Insurers risk their reputation without goods in transit insurance cover at UK-EU border, says GlobalData
Ever since the UK voted to leave the European Union in 2016, there has been public recognition that border delays and implications related to border controls will be inevitable once Brexit was formally completed. Against this backdrop, the absence of goods in transit insurance cover for perishable goods puts the reputation of insurers at risk, says GlobalData, a leading data and analytics company.

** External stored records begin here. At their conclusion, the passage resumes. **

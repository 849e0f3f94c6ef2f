//! Interactive explorer over a remote WMS.
//!
//! Builds a product / sub-layer catalog from a capabilities document,
//! expands layer time dimensions into selectable instants, derives tile URL
//! templates from a single GetMap request and ties them together in a
//! per-session reactive controller.

pub mod catalog;
pub mod config;
pub mod controller;
pub mod resolver;
pub mod surface;
pub mod template;

pub use catalog::{CatalogEntry, CatalogIndex, MISCELLANEOUS};
pub use config::ExplorerConfig;
pub use controller::{
    ControllerState, PassReport, ReactiveController, SessionContext, Stage, UiEvent,
};
pub use resolver::TimeDimensionResolver;
pub use surface::{RenderSurface, RenderUpdate, SurfaceSnapshot, TileOverlay};
pub use template::{TileUrlTemplater, UrlTemplate};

Jazmin Chong, Insurance Analyst at GlobalData, comments: “The Brexit transition period ended on 31 December 2020. Since then, trade into and out of the UK has been held up by border delays, especially in France and the Netherlands. As a result, long waiting times at the UK border have resulted in the increased damage of goods in transit related to stock deterioration.”
GlobalData’s 2017–20 UK SME Insurance Surveys* find that SMEs during this period have indicated that implications related to Brexit and political and economic stability were their biggest business concern. This of course changed in 2020, when the COVID-19 pandemic became their main worry instead. Yet Brexit remained a major concern to SMEs in 2020, with 23.8% of all SMEs either very or extremely concerned about the resulting economic implications.
Ms. Chong continues: “The impact of Brexit has raised questions of whether cover for goods in transit will apply to any perishable items affected by the delays. Such cover is currently only related to vehicle accidents and covers the breakdown of refrigeration equipment. Most policies will not cover general loss, damage, or expenses caused by delays.”
Insurers’ reputations could suffer as claims related to damaged goods from border delays are rejected, leaving clients unhappy. Considering the current economic struggles related to the pandemic, insurers should use this opportunity to build trust in the industry.
Ms. Chong concludes: “Creating products that deliver a level of risk mitigation for the ongoing border delays and any resulting financial losses help insurers attract and retain customers in the long-term. This is especially true given that consumers are increasingly influenced by a company’s brand image rather than targeted advertisements.”
*Based on GlobalData’s 2017, 2018, 2019 and 2020 UK SME Insurance Surveys of over 2,000 businesses annually.